Note each line in the data below that holds "behind", and copy it.

+ + + +

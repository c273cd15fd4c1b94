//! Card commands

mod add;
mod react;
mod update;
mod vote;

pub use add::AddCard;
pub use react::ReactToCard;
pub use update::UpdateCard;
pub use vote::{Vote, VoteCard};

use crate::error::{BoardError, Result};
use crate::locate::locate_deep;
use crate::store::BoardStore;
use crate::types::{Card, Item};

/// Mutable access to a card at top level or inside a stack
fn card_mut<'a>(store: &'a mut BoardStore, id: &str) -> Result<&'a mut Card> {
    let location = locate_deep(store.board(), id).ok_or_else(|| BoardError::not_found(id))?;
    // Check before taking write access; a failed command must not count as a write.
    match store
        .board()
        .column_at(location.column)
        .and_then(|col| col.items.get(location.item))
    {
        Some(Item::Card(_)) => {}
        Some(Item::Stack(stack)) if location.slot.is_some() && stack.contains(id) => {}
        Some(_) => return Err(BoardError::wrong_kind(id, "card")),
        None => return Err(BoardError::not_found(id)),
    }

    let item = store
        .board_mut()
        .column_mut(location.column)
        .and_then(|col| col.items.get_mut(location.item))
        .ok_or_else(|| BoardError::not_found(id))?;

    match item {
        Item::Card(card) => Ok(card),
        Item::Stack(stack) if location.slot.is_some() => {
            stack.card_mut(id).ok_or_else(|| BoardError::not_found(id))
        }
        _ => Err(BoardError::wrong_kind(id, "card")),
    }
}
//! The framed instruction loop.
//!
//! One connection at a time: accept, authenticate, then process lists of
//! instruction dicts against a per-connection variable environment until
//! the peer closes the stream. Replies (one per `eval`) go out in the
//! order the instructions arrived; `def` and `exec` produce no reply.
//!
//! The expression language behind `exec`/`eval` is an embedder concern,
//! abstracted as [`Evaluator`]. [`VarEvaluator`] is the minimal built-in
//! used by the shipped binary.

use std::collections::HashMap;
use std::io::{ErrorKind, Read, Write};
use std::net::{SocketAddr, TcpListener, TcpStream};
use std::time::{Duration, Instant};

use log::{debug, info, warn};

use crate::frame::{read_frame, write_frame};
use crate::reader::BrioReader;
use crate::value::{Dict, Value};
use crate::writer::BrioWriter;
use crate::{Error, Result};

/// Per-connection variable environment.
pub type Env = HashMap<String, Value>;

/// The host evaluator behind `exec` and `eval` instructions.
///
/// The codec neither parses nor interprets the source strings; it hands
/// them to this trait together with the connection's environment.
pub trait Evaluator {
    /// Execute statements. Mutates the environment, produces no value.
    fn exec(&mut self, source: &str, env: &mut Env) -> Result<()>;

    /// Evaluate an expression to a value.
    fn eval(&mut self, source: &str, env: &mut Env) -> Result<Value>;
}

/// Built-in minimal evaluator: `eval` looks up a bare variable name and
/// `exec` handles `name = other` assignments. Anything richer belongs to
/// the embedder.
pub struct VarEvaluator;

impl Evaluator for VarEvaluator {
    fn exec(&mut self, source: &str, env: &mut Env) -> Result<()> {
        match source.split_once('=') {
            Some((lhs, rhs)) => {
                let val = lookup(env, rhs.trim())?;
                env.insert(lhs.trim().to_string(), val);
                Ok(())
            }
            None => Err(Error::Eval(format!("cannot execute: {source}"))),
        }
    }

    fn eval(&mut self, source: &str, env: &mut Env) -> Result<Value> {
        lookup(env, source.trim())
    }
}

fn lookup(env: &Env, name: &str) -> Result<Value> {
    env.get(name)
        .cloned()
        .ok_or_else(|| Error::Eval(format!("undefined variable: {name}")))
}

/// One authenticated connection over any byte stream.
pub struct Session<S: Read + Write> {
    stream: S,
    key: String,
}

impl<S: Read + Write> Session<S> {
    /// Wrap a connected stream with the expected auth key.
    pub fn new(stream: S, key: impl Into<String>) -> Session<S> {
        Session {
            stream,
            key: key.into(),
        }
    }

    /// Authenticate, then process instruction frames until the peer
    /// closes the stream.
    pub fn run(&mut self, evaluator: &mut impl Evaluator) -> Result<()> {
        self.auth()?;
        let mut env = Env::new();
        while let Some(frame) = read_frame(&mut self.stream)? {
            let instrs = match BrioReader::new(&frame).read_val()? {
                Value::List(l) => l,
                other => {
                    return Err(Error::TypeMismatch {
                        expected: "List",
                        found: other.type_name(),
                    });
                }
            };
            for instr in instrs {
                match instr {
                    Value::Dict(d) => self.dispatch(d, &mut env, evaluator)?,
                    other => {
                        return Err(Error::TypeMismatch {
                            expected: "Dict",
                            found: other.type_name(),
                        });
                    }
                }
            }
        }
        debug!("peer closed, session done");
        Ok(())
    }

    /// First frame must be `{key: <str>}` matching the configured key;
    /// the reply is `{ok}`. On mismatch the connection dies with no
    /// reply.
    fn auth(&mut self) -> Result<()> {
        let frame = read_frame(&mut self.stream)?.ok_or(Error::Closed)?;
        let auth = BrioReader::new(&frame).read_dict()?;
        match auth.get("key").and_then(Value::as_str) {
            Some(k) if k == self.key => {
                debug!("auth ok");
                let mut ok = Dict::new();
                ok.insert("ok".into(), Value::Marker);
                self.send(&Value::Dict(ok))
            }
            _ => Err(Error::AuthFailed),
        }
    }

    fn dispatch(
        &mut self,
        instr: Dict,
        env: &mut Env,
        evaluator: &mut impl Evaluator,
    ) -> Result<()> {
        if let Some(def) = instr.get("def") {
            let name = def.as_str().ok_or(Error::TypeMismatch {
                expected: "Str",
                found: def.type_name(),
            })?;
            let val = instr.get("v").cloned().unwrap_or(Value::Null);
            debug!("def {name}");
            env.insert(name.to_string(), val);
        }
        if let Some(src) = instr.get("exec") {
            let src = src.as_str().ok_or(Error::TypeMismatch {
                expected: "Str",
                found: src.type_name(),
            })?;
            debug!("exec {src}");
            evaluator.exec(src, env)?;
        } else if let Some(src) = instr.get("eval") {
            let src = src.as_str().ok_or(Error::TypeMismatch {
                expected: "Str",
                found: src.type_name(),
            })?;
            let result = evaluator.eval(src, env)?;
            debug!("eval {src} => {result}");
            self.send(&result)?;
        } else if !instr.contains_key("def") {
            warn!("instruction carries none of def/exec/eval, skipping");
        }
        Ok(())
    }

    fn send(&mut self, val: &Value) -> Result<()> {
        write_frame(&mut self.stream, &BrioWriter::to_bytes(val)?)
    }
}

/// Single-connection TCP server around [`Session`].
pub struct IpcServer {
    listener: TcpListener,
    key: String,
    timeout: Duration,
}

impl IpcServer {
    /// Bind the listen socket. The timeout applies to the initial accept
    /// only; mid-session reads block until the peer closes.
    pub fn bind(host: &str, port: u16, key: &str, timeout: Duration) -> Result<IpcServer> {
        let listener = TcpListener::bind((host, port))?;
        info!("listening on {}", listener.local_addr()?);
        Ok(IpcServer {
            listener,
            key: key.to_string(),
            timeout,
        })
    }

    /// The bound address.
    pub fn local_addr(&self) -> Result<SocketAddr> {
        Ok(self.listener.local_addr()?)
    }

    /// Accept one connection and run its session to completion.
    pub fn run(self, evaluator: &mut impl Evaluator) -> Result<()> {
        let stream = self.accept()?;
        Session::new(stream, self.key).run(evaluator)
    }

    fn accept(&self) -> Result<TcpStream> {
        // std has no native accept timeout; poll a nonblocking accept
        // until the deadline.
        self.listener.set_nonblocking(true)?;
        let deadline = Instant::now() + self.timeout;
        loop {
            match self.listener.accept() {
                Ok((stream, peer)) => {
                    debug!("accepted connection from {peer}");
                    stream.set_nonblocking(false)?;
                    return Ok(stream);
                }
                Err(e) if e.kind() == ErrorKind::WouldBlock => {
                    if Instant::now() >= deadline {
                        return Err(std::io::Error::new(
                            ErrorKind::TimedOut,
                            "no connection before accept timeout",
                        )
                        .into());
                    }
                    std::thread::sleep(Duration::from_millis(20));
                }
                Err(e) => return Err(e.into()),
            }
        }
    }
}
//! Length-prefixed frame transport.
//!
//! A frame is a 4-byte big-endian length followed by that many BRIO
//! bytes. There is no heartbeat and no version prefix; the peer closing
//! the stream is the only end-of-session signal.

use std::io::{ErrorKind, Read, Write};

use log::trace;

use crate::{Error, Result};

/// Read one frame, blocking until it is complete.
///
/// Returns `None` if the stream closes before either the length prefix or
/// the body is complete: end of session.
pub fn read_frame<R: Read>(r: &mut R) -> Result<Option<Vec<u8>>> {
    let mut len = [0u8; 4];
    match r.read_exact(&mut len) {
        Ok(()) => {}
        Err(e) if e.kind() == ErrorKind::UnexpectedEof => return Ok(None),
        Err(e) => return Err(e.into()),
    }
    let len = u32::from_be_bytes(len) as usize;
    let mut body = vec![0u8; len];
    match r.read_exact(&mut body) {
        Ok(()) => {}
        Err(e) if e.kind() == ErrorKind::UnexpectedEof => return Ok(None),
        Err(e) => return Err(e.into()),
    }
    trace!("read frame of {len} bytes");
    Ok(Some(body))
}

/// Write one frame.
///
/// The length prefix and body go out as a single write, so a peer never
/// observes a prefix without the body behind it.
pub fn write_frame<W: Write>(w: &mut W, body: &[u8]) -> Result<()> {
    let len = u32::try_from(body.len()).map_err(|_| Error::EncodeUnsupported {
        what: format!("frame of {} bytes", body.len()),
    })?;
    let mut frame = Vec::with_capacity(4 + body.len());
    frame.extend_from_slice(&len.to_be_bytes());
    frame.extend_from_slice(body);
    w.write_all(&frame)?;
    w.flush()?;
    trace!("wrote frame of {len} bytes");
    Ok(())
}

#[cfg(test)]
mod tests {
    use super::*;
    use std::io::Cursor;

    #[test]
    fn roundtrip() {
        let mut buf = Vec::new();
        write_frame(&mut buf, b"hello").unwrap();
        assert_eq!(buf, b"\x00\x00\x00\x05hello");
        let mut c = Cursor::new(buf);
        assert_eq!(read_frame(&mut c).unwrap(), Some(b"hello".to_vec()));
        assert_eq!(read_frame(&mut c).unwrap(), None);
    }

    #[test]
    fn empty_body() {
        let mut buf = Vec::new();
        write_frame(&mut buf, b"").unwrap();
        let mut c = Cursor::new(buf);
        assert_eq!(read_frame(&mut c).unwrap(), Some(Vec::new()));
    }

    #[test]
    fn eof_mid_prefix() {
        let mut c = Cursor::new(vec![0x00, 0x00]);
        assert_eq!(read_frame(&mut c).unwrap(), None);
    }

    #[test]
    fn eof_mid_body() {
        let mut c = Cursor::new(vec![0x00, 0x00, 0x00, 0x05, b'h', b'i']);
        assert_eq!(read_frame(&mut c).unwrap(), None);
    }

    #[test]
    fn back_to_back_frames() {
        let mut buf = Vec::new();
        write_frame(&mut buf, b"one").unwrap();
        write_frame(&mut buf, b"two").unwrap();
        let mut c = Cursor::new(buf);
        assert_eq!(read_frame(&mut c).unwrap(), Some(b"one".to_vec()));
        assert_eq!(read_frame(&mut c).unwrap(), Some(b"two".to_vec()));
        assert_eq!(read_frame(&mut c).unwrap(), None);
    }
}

+ + + +

→ Written solution:
//! The expression language behind `exec`/`eval` is an embedder concern,
/// The host evaluator behind `exec` and `eval` instructions.
/// observes a prefix without the body behind it.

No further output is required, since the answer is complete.